▶ [Exercise material]
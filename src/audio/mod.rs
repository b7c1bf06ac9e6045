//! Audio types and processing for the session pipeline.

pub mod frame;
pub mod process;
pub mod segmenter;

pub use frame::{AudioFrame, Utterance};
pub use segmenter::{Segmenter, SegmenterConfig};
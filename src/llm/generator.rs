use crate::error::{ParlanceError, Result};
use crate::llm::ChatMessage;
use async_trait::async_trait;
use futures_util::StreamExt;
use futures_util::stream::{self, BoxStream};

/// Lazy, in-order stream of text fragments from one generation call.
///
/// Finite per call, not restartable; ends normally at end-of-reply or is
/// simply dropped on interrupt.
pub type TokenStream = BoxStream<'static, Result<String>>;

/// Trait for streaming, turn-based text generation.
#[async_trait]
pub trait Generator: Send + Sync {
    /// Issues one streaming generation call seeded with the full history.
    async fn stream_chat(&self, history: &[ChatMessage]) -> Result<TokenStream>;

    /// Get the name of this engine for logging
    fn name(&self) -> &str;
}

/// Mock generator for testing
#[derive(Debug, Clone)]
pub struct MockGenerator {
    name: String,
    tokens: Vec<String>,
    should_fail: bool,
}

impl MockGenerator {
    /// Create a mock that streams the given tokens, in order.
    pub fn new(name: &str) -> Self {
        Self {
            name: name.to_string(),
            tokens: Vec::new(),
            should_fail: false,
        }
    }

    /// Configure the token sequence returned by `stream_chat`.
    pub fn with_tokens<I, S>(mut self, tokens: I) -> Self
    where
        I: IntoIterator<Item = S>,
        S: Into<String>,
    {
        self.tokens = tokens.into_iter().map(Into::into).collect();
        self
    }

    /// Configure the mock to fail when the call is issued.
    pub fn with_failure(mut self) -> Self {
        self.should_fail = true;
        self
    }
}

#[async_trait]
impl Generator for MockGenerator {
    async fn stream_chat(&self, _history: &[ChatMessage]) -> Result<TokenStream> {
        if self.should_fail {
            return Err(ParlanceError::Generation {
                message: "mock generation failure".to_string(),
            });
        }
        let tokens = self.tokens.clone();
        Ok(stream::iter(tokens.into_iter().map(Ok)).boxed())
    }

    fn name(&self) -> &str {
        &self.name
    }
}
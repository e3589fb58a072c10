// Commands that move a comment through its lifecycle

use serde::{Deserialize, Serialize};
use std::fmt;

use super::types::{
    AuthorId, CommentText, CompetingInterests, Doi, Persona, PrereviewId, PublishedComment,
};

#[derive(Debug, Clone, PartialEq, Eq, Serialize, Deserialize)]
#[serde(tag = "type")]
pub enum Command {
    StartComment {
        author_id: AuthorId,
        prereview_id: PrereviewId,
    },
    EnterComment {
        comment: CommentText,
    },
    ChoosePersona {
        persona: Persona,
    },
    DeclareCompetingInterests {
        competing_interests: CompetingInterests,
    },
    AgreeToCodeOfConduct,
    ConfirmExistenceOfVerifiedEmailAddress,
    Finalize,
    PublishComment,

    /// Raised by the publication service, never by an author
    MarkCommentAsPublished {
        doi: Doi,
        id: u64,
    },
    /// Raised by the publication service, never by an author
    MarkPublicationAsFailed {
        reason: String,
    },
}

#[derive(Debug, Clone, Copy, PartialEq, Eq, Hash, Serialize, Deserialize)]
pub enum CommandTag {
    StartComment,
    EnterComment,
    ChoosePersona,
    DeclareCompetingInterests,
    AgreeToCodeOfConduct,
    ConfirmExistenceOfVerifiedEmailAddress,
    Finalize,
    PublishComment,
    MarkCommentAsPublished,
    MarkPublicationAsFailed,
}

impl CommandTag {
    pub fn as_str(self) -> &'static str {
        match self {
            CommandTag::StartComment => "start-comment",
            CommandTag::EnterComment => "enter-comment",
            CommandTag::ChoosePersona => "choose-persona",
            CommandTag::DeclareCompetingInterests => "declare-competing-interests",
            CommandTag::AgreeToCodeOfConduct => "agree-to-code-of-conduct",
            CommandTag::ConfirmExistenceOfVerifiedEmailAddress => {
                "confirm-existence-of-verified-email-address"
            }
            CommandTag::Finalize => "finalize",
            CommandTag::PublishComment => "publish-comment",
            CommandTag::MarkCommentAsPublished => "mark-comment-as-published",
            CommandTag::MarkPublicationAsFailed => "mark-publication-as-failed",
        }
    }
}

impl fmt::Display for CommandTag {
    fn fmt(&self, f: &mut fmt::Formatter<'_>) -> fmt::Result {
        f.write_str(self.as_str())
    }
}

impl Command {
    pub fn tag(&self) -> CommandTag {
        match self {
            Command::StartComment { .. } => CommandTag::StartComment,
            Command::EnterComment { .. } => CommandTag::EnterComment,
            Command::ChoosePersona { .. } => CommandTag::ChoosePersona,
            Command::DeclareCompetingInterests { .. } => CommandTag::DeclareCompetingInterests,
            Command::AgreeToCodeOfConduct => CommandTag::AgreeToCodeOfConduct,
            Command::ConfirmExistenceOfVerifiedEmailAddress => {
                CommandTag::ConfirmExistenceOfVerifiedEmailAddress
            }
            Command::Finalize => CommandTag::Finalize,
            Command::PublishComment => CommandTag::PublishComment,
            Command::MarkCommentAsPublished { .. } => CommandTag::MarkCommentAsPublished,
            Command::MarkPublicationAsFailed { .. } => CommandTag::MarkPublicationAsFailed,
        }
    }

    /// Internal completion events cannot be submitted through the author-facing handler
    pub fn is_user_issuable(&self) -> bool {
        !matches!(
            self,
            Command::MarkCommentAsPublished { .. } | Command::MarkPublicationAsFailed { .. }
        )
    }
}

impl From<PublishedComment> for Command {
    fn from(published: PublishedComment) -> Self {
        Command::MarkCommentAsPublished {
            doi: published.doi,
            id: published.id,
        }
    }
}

* * *

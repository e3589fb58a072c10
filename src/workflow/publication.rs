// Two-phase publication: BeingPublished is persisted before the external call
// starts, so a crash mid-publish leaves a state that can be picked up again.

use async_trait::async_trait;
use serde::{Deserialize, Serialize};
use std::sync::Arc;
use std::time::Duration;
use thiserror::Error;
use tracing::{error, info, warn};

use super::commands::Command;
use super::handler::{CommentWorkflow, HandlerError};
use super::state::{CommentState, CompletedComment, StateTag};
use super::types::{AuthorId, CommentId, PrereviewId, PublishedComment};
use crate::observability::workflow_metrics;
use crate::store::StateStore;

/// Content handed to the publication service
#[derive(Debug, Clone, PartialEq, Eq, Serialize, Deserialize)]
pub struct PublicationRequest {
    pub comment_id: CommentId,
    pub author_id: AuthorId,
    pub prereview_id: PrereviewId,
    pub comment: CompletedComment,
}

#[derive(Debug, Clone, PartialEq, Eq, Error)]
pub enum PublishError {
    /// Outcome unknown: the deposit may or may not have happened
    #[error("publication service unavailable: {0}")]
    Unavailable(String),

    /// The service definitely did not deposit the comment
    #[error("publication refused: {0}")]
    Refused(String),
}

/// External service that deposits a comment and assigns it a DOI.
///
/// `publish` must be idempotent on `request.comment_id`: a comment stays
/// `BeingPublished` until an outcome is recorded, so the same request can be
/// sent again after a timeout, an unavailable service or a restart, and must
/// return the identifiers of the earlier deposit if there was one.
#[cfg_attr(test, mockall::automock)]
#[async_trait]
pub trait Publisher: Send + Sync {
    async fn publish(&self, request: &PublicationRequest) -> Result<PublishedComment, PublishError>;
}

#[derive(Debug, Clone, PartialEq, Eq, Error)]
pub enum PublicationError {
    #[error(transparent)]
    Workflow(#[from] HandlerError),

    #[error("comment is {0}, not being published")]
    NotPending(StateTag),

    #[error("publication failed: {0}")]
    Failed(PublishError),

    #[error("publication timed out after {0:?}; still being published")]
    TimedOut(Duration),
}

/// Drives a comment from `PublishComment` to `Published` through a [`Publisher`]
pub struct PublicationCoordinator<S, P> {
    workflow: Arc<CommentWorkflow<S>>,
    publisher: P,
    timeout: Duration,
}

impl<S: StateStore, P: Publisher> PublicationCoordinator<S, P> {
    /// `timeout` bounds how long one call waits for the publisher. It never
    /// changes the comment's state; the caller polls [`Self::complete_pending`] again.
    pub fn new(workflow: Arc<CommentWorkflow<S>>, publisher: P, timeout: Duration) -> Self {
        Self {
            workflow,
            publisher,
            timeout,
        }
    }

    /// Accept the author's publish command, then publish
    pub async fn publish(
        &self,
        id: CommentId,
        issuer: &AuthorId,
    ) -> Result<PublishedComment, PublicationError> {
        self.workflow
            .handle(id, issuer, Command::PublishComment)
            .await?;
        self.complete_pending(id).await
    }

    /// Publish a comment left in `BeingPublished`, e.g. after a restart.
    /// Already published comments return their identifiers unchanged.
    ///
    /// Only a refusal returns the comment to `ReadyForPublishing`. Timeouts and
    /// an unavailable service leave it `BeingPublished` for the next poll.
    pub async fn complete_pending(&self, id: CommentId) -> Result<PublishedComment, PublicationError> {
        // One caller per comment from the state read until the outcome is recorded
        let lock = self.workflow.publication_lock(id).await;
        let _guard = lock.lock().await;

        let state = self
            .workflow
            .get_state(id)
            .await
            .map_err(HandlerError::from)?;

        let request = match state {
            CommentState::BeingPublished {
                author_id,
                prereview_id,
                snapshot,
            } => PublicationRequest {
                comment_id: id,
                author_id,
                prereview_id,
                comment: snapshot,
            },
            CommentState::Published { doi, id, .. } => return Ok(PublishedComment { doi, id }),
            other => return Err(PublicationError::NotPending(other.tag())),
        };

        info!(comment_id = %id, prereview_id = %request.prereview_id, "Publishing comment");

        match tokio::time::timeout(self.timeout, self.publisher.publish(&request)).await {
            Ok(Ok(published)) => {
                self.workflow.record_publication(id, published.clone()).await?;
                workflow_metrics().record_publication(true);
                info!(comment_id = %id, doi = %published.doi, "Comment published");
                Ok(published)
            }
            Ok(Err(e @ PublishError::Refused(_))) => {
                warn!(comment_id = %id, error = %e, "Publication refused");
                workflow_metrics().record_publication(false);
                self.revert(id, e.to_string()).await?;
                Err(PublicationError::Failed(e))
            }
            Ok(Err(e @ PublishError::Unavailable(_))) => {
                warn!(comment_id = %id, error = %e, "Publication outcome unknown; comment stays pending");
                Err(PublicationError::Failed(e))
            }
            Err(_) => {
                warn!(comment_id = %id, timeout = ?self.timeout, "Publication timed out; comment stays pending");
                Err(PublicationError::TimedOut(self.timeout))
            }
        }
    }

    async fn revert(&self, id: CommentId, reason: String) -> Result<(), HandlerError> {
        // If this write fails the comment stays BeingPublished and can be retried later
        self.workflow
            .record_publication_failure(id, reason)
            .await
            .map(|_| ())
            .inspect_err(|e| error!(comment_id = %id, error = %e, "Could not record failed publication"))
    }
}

...

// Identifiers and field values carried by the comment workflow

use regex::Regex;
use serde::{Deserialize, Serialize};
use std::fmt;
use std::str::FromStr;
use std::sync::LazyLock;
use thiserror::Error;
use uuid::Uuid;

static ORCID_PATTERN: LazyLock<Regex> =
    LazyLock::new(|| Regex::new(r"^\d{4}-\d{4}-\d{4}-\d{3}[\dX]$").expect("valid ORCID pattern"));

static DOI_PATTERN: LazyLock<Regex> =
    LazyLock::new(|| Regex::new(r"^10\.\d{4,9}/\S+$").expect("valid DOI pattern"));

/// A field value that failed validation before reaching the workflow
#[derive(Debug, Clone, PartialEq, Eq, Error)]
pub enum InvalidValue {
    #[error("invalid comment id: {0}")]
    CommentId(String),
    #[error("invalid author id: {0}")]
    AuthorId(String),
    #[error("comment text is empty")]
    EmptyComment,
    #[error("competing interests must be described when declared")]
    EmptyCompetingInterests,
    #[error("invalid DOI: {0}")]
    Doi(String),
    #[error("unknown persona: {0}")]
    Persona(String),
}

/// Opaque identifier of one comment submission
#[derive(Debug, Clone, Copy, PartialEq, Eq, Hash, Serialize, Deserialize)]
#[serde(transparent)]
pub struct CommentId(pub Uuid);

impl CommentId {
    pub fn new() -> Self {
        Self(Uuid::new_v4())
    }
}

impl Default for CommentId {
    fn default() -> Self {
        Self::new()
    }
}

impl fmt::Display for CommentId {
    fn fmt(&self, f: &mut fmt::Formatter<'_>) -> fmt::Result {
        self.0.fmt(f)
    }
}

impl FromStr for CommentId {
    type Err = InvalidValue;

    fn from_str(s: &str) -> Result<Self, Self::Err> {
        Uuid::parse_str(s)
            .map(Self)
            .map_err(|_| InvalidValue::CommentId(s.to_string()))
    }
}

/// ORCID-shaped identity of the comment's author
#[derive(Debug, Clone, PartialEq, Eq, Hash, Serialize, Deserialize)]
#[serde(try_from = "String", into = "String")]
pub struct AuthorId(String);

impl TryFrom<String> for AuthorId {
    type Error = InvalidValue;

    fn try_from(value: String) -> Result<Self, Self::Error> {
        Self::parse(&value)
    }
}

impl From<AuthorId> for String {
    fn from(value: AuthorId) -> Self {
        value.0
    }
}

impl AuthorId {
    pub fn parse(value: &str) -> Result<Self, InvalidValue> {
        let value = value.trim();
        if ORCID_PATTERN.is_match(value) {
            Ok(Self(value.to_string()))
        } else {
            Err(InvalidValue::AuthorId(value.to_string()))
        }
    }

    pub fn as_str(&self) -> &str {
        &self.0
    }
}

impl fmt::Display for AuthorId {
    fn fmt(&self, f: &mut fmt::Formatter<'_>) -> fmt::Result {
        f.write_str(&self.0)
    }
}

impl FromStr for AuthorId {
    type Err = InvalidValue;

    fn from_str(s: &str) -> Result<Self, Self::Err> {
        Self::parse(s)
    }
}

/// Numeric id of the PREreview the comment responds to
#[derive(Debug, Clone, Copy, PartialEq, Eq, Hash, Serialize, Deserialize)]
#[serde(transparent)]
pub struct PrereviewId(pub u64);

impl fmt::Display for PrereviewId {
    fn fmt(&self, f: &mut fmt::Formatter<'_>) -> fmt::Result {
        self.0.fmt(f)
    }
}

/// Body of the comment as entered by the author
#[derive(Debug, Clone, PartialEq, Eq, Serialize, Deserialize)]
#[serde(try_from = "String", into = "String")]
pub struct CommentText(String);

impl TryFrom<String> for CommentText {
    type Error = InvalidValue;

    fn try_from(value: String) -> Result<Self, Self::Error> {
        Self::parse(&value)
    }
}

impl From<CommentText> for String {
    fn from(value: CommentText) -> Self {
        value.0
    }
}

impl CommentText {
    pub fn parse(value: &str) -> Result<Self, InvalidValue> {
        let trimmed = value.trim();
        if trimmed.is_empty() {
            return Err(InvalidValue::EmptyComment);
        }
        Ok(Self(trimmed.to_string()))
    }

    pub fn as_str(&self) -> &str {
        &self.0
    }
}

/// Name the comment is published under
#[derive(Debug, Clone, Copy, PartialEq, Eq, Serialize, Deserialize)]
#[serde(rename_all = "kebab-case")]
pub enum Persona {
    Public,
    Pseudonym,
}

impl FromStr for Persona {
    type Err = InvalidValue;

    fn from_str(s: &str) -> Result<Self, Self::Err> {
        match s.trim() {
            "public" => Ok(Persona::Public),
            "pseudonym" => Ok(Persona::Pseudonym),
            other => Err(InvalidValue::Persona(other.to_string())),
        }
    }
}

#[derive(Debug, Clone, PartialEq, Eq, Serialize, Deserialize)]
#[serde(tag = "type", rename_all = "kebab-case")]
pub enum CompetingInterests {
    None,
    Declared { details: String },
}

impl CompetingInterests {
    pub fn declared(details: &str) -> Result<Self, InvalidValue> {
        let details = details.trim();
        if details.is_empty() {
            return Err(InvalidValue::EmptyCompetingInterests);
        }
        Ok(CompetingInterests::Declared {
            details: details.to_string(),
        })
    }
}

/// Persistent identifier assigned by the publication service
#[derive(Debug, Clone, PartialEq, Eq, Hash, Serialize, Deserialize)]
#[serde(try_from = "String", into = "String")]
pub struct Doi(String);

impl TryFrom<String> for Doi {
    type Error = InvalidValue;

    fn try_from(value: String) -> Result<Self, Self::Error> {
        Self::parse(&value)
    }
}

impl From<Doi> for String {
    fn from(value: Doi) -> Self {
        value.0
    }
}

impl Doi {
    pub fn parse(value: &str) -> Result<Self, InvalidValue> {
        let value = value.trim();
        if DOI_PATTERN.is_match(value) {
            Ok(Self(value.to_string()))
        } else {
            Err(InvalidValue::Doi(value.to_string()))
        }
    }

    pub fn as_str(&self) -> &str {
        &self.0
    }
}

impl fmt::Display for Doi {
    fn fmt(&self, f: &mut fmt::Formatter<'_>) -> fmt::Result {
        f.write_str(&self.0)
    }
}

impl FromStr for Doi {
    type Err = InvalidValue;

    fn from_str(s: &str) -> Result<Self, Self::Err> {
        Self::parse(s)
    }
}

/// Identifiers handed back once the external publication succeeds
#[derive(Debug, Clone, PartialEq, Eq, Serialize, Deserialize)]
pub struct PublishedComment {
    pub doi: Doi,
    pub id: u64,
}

▶ [What you have to do] Scan the listing and copy every line where the string "ChoosePersona" shows up.

▶ [Written answer]
    ChoosePersona {
    ChoosePersona,
            CommandTag::ChoosePersona => "choose-persona",
            Command::ChoosePersona { .. } => CommandTag::ChoosePersona,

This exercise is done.